[Saved entries]

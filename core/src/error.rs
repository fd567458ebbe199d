//! Control-plane error type.
//!
//! Data-plane failures (unparseable frames, schema mismatches) never appear
//! here — they become `malformed` records. This enum covers the process-level
//! conditions that decide logging, retry, and exit codes.

use std::path::PathBuf;
use thiserror::Error;

/// Result alias used throughout the subclient.
pub type Result<T> = std::result::Result<T, SubclientError>;

/// Process-level error.
#[derive(Error, Debug)]
pub enum SubclientError {
    /// Configuration invalid or unresolvable. Exits 2 before any network I/O.
    #[error("configuration error: {0}")]
    Config(String),

    /// Could not establish a session in a mode that does not reconnect
    /// (dry-run). Exits 2.
    #[error("connection failed: {0}")]
    ConnectFailed(String),

    /// Output directory unusable (missing, unwritable). Exits 3.
    #[error("output directory {path}: {source}")]
    OutputDir {
        /// The directory that could not be used.
        path: PathBuf,
        /// Underlying I/O failure.
        #[source]
        source: std::io::Error,
    },

    /// Other I/O failure.
    #[error("I/O error: {0}")]
    Io(#[from] std::io::Error),

    /// Record could not be serialized.
    #[error("serialization error: {0}")]
    Serialization(#[from] serde_json::Error),

    /// Encrypted secrets store unreadable.
    #[error("secrets store error: {0}")]
    Secrets(String),
}

impl SubclientError {
    /// Process exit code for this error, per the CLI contract:
    /// 2 = configuration/validation, 3 = fatal output I/O, 1 = everything else.
    pub fn exit_code(&self) -> u8 {
        match self {
            SubclientError::Config(_)
            | SubclientError::ConnectFailed(_)
            | SubclientError::Secrets(_) => 2,
            SubclientError::OutputDir { .. } => 3,
            SubclientError::Io(_) | SubclientError::Serialization(_) => 1,
        }
    }
}
//! Output record model.
//!
//! Every frame the transport hands downstream becomes exactly one [`Record`]:
//! either a [`StateChangeRecord`] or a [`MalformedRecord`]. The two variants
//! share the NDJSON output stream; `event_type` is the discriminator tag so
//! tailers can route on a single field.
//!
//! Serialization is plain `serde_json` — one object per line, no pretty
//! printing, a single trailing `\n` appended by [`Record::to_ndjson`].

use crate::state::DeviceState;
use chrono::{DateTime, SecondsFormat, Utc};
use serde::{Deserialize, Serialize};

/// Maximum bytes of original payload preserved in a malformed record.
pub const MAX_RAW_PAYLOAD_BYTES: usize = 4096;

/// Provenance stamped on every record.
#[derive(Debug, Clone, PartialEq, Eq, Serialize, Deserialize, Default)]
pub struct SourceInfo {
    /// Configured identity of this writer process.
    pub instance_id: String,
    /// Client-generated id of the subscription session the frame arrived on.
    pub subscription_id: Option<String>,
}

/// One `{key, value}` pair from the device's tag list, server order preserved.
#[derive(Debug, Clone, PartialEq, Eq, Serialize, Deserialize)]
pub struct Tag {
    /// Tag name.
    pub key: String,
    /// Tag value.
    pub value: String,
}

/// A device RTK connection-status transition.
#[derive(Debug, Clone, PartialEq, Serialize, Deserialize)]
pub struct StateChangeRecord {
    /// Server-provided fix time (passed through verbatim).
    pub timestamp: Option<String>,
    /// Local wall clock at ingest, UTC, millisecond precision.
    pub received_at: String,
    /// Unique device key.
    pub device_id: String,
    /// Human-readable device label, when the server provides one.
    pub device_label: Option<String>,
    /// Last state seen for this device within the session; `None` on first
    /// sight.
    pub previous_state: Option<DeviceState>,
    /// State reported by this event.
    pub current_state: DeviceState,
    /// Degrees.
    pub latitude: Option<f64>,
    /// Degrees.
    pub longitude: Option<f64>,
    /// Meters.
    pub altitude_m: Option<f64>,
    /// Whether RTK corrections are enabled on the device.
    pub rtk_enabled: Option<bool>,
    /// Device tags, server order preserved.
    pub tags: Option<Vec<Tag>>,
    /// Provenance.
    pub source: SourceInfo,
}

/// Why a frame failed classification.
#[derive(Debug, Clone, Copy, PartialEq, Eq, Serialize, Deserialize)]
#[serde(rename_all = "snake_case")]
pub enum ErrorCode {
    /// Payload was not valid JSON, or the server sent an `error` frame.
    ParseError,
    /// A required node of the subscription payload shape was absent.
    SchemaMismatch,
    /// `device.id` or `currentState` missing.
    MissingFields,
    /// `currentState` outside the documented enum.
    UnknownState,
}

impl ErrorCode {
    /// Wire representation, as written into `error.code`.
    pub fn as_str(&self) -> &'static str {
        match self {
            ErrorCode::ParseError => "parse_error",
            ErrorCode::SchemaMismatch => "schema_mismatch",
            ErrorCode::MissingFields => "missing_fields",
            ErrorCode::UnknownState => "unknown_state",
        }
    }
}

/// Structured error block of a malformed record.
#[derive(Debug, Clone, PartialEq, Eq, Serialize, Deserialize)]
pub struct ErrorDetail {
    /// Typed failure class.
    pub code: ErrorCode,
    /// Free-text diagnostic.
    pub message: String,
    /// UTF-8-repaired prefix of the original payload.
    pub raw_payload: String,
    /// True when `raw_payload` was cut at [`MAX_RAW_PAYLOAD_BYTES`].
    pub raw_payload_truncated: bool,
}

impl ErrorDetail {
    /// Build an error block, repairing and truncating the raw payload.
    pub fn new(code: ErrorCode, message: impl Into<String>, raw: &[u8]) -> Self {
        let (raw_payload, raw_payload_truncated) = repair_and_truncate(raw);
        Self {
            code,
            message: message.into(),
            raw_payload,
            raw_payload_truncated,
        }
    }
}

/// Wrapper for frames that fail classification. Never silently dropped —
/// these traverse the filter and writer like any other record.
#[derive(Debug, Clone, PartialEq, Eq, Serialize, Deserialize)]
pub struct MalformedRecord {
    /// Set to the ingest instant — there is no trustworthy server time here.
    pub timestamp: String,
    /// Local wall clock at ingest.
    pub received_at: String,
    /// What went wrong, with the offending payload attached.
    pub error: ErrorDetail,
    /// Provenance.
    pub source: SourceInfo,
}

/// The tagged sum written to the output stream.
#[derive(Debug, Clone, PartialEq, Serialize, Deserialize)]
#[serde(tag = "event_type")]
pub enum Record {
    /// A well-formed device state transition.
    #[serde(rename = "state_change")]
    StateChange(StateChangeRecord),
    /// A frame that failed classification.
    #[serde(rename = "malformed")]
    Malformed(MalformedRecord),
}

impl Record {
    /// Serialize to a single NDJSON line, newline-terminated.
    pub fn to_ndjson(&self) -> Result<Vec<u8>, serde_json::Error> {
        let mut line = serde_json::to_vec(self)?;
        line.push(b'\n');
        Ok(line)
    }

    /// Whether this is a `malformed` record.
    pub fn is_malformed(&self) -> bool {
        matches!(self, Record::Malformed(_))
    }

    /// Device id for state-change records; malformed records have none.
    pub fn device_id(&self) -> Option<&str> {
        match self {
            Record::StateChange(r) => Some(&r.device_id),
            Record::Malformed(_) => None,
        }
    }
}

/// Format an instant the way every record timestamp is written: RFC 3339,
/// UTC, millisecond precision, `Z` suffix.
pub fn format_timestamp(t: DateTime<Utc>) -> String {
    t.to_rfc3339_opts(SecondsFormat::Millis, true)
}

/// Repair invalid UTF-8 and cap the result at [`MAX_RAW_PAYLOAD_BYTES`],
/// never splitting a character.
fn repair_and_truncate(raw: &[u8]) -> (String, bool) {
    let repaired = String::from_utf8_lossy(raw);
    if repaired.len() <= MAX_RAW_PAYLOAD_BYTES {
        return (repaired.into_owned(), false);
    }
    let mut end = MAX_RAW_PAYLOAD_BYTES;
    while !repaired.is_char_boundary(end) {
        end -= 1;
    }
    (repaired[..end].to_string(), true)
}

## AIM OF THE EXERCISE
Every line that contains the string "path" should be copied from the records.

## EXERCISE OUTPUT
use std::path::PathBuf;
    #[error("output directory {path}: {source}")]
        path: PathBuf,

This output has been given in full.